2018年7月9日
パフォーマンスもポジションもバイク的であることを目指した BMWの新型ミッドサイズ・スクーター「C400X」
■試乗・文:河野正士 写真:BMW Motorrad Japan
■協力:BMW Motorrad Japan http://www.bmw-motorrad.jp/
2017年に開催されたEICMA/ミラノショーで、BMWは2つのニューモデルを発表し話題となった。それが逆回転の270度クランクを持つ新型並列二気筒エンジンと、スチール製の新型中空バックボーンフレームを採用した「F850GS/750GS」。そしてアーバンモビリティ・カテゴリー=都市部における移動手段としての二輪カテゴリーへと切り込むべく開発された新型スクーター「C400X」だ。今回は、イタリア・コモ湖周辺で開催された「C400X」の国際試乗会に参加し、その新型スクーターをテストすることができた。ここでは、その詳細やインプレッションを紹介する。

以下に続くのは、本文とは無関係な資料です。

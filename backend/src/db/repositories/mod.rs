//! Repository implementations.
//!
//! - `local`: in-memory implementation used by the server's default backend and by tests
pub mod local;

pub use local::LocalRepository;
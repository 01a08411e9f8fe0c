//! Solved activity storage.

use async_trait::async_trait;

use super::error::RepositoryResult;
use crate::models::{DraftId, SolvedActivity};

#[async_trait]
pub trait ResultRepository: Send + Sync {
    /// Replace the whole result set of a draft.
    ///
    /// All-or-nothing: either every row is stored and the previous set is gone, or the
    /// previous set is left untouched. Duplicate activity ids are rejected.
    ///
    /// # Returns
    /// The number of rows stored.
    async fn replace_solved_activities(
        &self,
        draft_id: DraftId,
        activities: Vec<SolvedActivity>,
    ) -> RepositoryResult<usize>;

    /// Result rows of a draft ordered by activity id.
    async fn list_solved_activities(&self, draft_id: DraftId) -> RepositoryResult<Vec<SolvedActivity>>;
}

BMWは2012年に「C650GT」と「C600Sport」を発売。排気量650ccの並列二気筒エンジンをフレームマウントしたBMW初のメガスクーターは、パワフルなエンジンとスポーティな車体を持ち、なおかつツーリング性能を高めるなど、2000年に発表した屋根付きスクーター「C1」からコンセプトを大きく変え、BMWにおけるアーバンモビリティ・カテゴリーを新たに定義し成功を収めた。そしてその2年後の2014年には、BMW初のEVスクーター「C-Evolution」を開発し、のちに市場投入。さらに2016年には「C650GT」と「C600Sport」をそれぞれモデルチェンジし、そのパフォーマンスをアップデートした。そして2017年のEICMAで「C400X」を発表。BMWはアーバンモビリティ・カテゴリーを常にケアし、育て上げてきたのだ。そして今回、世界中のメディアを対象に試乗会を行った「C400X」は、新規開発した排気量350ccの単気筒エンジンを搭載したBMW初のミッドサイズ・スクーター。排気量も車格も、もちろんパフォーマンスや価格も練りに練った、いうなればアーバンモビリティ・カテゴリーの核となるプロダクトだ。

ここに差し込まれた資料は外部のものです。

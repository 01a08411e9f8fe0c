//! Error types for repository operations.
//!
//! Every variant carries an [`ErrorContext`] naming the operation and entity so a
//! failure deep inside the queue or result store can be traced from the HTTP response.

use std::fmt;

/// Result type for repository operations
pub type RepositoryResult<T> = Result<T, RepositoryError>;

/// Where and why a repository error occurred.
#[derive(Debug, Clone, Default, PartialEq)]
pub struct ErrorContext {
    /// The operation being performed (e.g. "claim_next", "replace_solved_activities")
    pub operation: Option<String>,
    /// The entity type involved (e.g. "draft", "queue_entry")
    pub entity: Option<String>,
    pub entity_id: Option<String>,
    pub details: Option<String>,
    pub retryable: bool,
}

impl ErrorContext {
    pub fn new(operation: impl Into<String>) -> Self {
        Self {
            operation: Some(operation.into()),
            ..Default::default()
        }
    }

    pub fn with_entity(mut self, entity: impl Into<String>) -> Self {
        self.entity = Some(entity.into());
        self
    }

    pub fn with_entity_id(mut self, id: impl ToString) -> Self {
        self.entity_id = Some(id.to_string());
        self
    }

    pub fn with_details(mut self, details: impl Into<String>) -> Self {
        self.details = Some(details.into());
        self
    }

    pub fn retryable(mut self) -> Self {
        self.retryable = true;
        self
    }
}

impl fmt::Display for ErrorContext {
    fn fmt(&self, f: &mut fmt::Formatter<'_>) -> fmt::Result {
        let mut parts = Vec::new();
        if let Some(ref op) = self.operation {
            parts.push(format!("operation={}", op));
        }
        if let Some(ref entity) = self.entity {
            parts.push(format!("entity={}", entity));
        }
        if let Some(ref id) = self.entity_id {
            parts.push(format!("id={}", id));
        }
        if let Some(ref details) = self.details {
            parts.push(format!("details={}", details));
        }
        if self.retryable {
            parts.push("retryable=true".to_string());
        }
        write!(f, "[{}]", parts.join(", "))
    }
}

#[derive(Debug, thiserror::Error)]
pub enum RepositoryError {
    /// The backing store cannot be reached. Transient.
    #[error("Connection error: {message} {context}")]
    ConnectionError {
        message: String,
        context: ErrorContext,
    },

    #[error("Not found: {message} {context}")]
    NotFound {
        message: String,
        context: ErrorContext,
    },

    /// Input rejected before it was written.
    #[error("Data validation error: {message} {context}")]
    ValidationError {
        message: String,
        context: ErrorContext,
    },

    /// The write conflicts with the current state, e.g. an illegal queue transition.
    #[error("Conflict: {message} {context}")]
    ConflictError {
        message: String,
        context: ErrorContext,
    },

    #[error("Configuration error: {message} {context}")]
    ConfigurationError {
        message: String,
        context: ErrorContext,
    },

    #[error("Internal error: {message} {context}")]
    InternalError {
        message: String,
        context: ErrorContext,
    },
}

impl RepositoryError {
    pub fn connection(message: impl Into<String>) -> Self {
        Self::ConnectionError {
            message: message.into(),
            context: ErrorContext::default().retryable(),
        }
    }

    pub fn not_found(message: impl Into<String>) -> Self {
        Self::NotFound {
            message: message.into(),
            context: ErrorContext::default(),
        }
    }

    pub fn not_found_with_context(message: impl Into<String>, context: ErrorContext) -> Self {
        Self::NotFound {
            message: message.into(),
            context,
        }
    }

    pub fn validation(message: impl Into<String>) -> Self {
        Self::ValidationError {
            message: message.into(),
            context: ErrorContext::default(),
        }
    }

    pub fn validation_with_context(message: impl Into<String>, context: ErrorContext) -> Self {
        Self::ValidationError {
            message: message.into(),
            context,
        }
    }

    pub fn conflict_with_context(message: impl Into<String>, context: ErrorContext) -> Self {
        Self::ConflictError {
            message: message.into(),
            context,
        }
    }

    pub fn configuration(message: impl Into<String>) -> Self {
        Self::ConfigurationError {
            message: message.into(),
            context: ErrorContext::default(),
        }
    }

    pub fn internal(message: impl Into<String>) -> Self {
        Self::InternalError {
            message: message.into(),
            context: ErrorContext::default(),
        }
    }

    pub fn is_retryable(&self) -> bool {
        self.context().retryable
    }

    pub fn is_not_found(&self) -> bool {
        matches!(self, Self::NotFound { .. })
    }

    pub fn context(&self) -> &ErrorContext {
        match self {
            Self::ConnectionError { context, .. }
            | Self::NotFound { context, .. }
            | Self::ValidationError { context, .. }
            | Self::ConflictError { context, .. }
            | Self::ConfigurationError { context, .. }
            | Self::InternalError { context, .. } => context,
        }
    }
}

その乗り味は、想像以上だった。スクーターは通常、フロントカウル周りの収納スペースやフットスペースを確保するため、ステアリングヘッドからシート下まで、フレームがU字型を形成し、かつフロントフォークはアンダーブラケットのみで車体に連結されている。またシート下容量を確保するためシート下はボックス形状となり、さらにはエンジンがCVTなどの駆動系と一体化しスイングアームとして稼働する“ユニットスイング式”を採用している。
それによってフレームの剛性バランスを整えるのが難しく、また重量配分がリアヘビーになりがちで、それを支えるU字型フレームは、高速走行時の安定感やコーナーリング時のリニアリティに不満が出る場合が多い。排気量500ccを越える大排気量スクーターの場合は、車重の増加やエンジン出力の増大によってそのデメリットが顕著になるため、バイクのように、フレームにエンジンを搭載するモデルも少なくない。BMWのC600&650シリーズやヤマハTMAXなどはその代表だ。しかし「C400X」は、ユニットスイングを採用しながら、C600&650シリーズに近い安定感やコーナーリング性能を発揮していたのだ。

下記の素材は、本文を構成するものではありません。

//! Job Queue Manager.
//!
//! A durable FIFO of generation requests. The repository enforces the single-flight
//! rule atomically inside `claim_next`; this layer adds transition logging and keeps
//! the progress tracker in step with the stored entries.

use log::{debug, info, warn};
use std::sync::Arc;

use super::error::PipelineResult;
use super::job_tracker::{JobTracker, LogLevel};
use crate::db::repository::FullRepository;
use crate::models::{ClaimOutcome, NewQueueEntry, QueueEntry, QueueEntryId, TimetableId};

#[derive(Clone)]
pub struct JobQueueManager {
    repository: Arc<dyn FullRepository>,
    tracker: JobTracker,
}

impl JobQueueManager {
    pub fn new(repository: Arc<dyn FullRepository>, tracker: JobTracker) -> Self {
        Self {
            repository,
            tracker,
        }
    }

    pub fn tracker(&self) -> &JobTracker {
        &self.tracker
    }

    /// Append a `queued` entry and return it immediately.
    pub async fn enqueue(&self, entry: NewQueueEntry) -> PipelineResult<QueueEntry> {
        let entry = self.repository.enqueue(entry).await?;
        info!(
            "Queued generation {} for timetable {} (draft {}, input {})",
            entry.id, entry.timetable_id, entry.draft_id, entry.input_artifact
        );
        self.tracker.track(entry.id);
        self.tracker.log(
            entry.id,
            LogLevel::Info,
            format!("Queued by {} with input {}", entry.submitted_by, entry.input_file_name()),
        );
        Ok(entry)
    }

    /// Claim the oldest queued entry unless another one is running.
    pub async fn claim_next(&self) -> PipelineResult<ClaimOutcome> {
        let outcome = self.repository.claim_next().await?;
        match &outcome {
            ClaimOutcome::Claimed(entry) => {
                info!("Generation {} is now in progress", entry.id);
                self.tracker.start(entry.id);
                self.tracker
                    .log(entry.id, LogLevel::Info, "Picked up by the queue worker");
            }
            ClaimOutcome::Busy(running) => {
                debug!("Queue busy: generation {} still in progress", running);
            }
            ClaimOutcome::Empty => debug!("Queue empty"),
        }
        Ok(outcome)
    }

    /// Mark a running entry completed.
    ///
    /// The progress log stays open so the import that follows can still report into
    /// it; callers close it with [`JobTracker::complete_job`].
    pub async fn complete(&self, entry_id: QueueEntryId) -> PipelineResult<QueueEntry> {
        let entry = self.repository.complete(entry_id).await?;
        info!("Generation {} completed", entry_id);
        Ok(entry)
    }

    pub async fn fail(&self, entry_id: QueueEntryId, diagnostics: String) -> PipelineResult<QueueEntry> {
        let entry = self.repository.fail(entry_id, diagnostics.clone()).await?;
        warn!("Generation {} failed: {}", entry_id, first_line(&diagnostics));
        self.tracker.fail_job(entry_id, diagnostics);
        Ok(entry)
    }

    pub async fn get(&self, entry_id: QueueEntryId) -> PipelineResult<QueueEntry> {
        Ok(self.repository.get_queue_entry(entry_id).await?)
    }

    /// Entries for one timetable, oldest first.
    pub async fn list(&self, timetable_id: TimetableId) -> PipelineResult<Vec<QueueEntry>> {
        Ok(self.repository.list_queue_entries(timetable_id).await?)
    }

    pub async fn in_progress(&self) -> PipelineResult<Option<QueueEntry>> {
        Ok(self.repository.in_progress().await?)
    }
}

fn first_line(text: &str) -> &str {
    text.lines().next().unwrap_or("")
}

#[cfg(test)]
mod tests {
    use super::*;
    use crate::db::repositories::LocalRepository;
    use crate::models::{DraftId, QueueStatus, SchoolId, UserId};
    use crate::services::job_tracker::JobStatus;

    fn new_entry(n: i64) -> NewQueueEntry {
        NewQueueEntry {
            school_id: SchoolId::new(1),
            timetable_id: TimetableId::new(1),
            draft_id: DraftId::new(1),
            submitted_by: UserId::new("admin"),
            input_artifact: format!("1/1/input/t{}.fet", n),
            input_checksum: "00".to_string(),
        }
    }

    #[tokio::test]
    async fn transitions_are_mirrored_in_tracker() {
        let queue = JobQueueManager::new(Arc::new(LocalRepository::new()), JobTracker::new());
        let first = queue.enqueue(new_entry(1)).await.unwrap();
        let second = queue.enqueue(new_entry(2)).await.unwrap();

        let claimed = match queue.claim_next().await.unwrap() {
            ClaimOutcome::Claimed(entry) => entry,
            other => panic!("expected claim, got {:?}", other),
        };
        assert_eq!(claimed.id, first.id);
        assert_eq!(queue.tracker().get_job(first.id).unwrap().status, JobStatus::Running);

        assert_eq!(
            queue.claim_next().await.unwrap(),
            ClaimOutcome::Busy(first.id)
        );

        queue.fail(first.id, "exit 1\nmore".to_string()).await.unwrap();
        assert_eq!(queue.get(first.id).await.unwrap().status, QueueStatus::Failed);
        assert_eq!(queue.tracker().get_job(first.id).unwrap().status, JobStatus::Failed);

        assert!(matches!(
            queue.claim_next().await.unwrap(),
            ClaimOutcome::Claimed(entry) if entry.id == second.id
        ));
        queue.complete(second.id).await.unwrap();
        assert_eq!(queue.tracker().get_job(second.id).unwrap().status, JobStatus::Running);
        assert_eq!(queue.claim_next().await.unwrap(), ClaimOutcome::Empty);
        assert!(queue.in_progress().await.unwrap().is_none());
        assert_eq!(queue.list(TimetableId::new(1)).await.unwrap().len(), 2);
    }
}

そして走り始めた瞬間から、良い意味で車体の軽さが際立っていた。ランナバウトやワインディングでの車体の切り返しが軽く、かつ安定している。ユニットスイング特有の、アクセルON/OFF時に起こるリアの上下動が少ないことも安定感向上の要因だろう。またフロント周りの安心感が高く、フロントを中心としたブレーキ操作でも、安定感/安心感ともに高い。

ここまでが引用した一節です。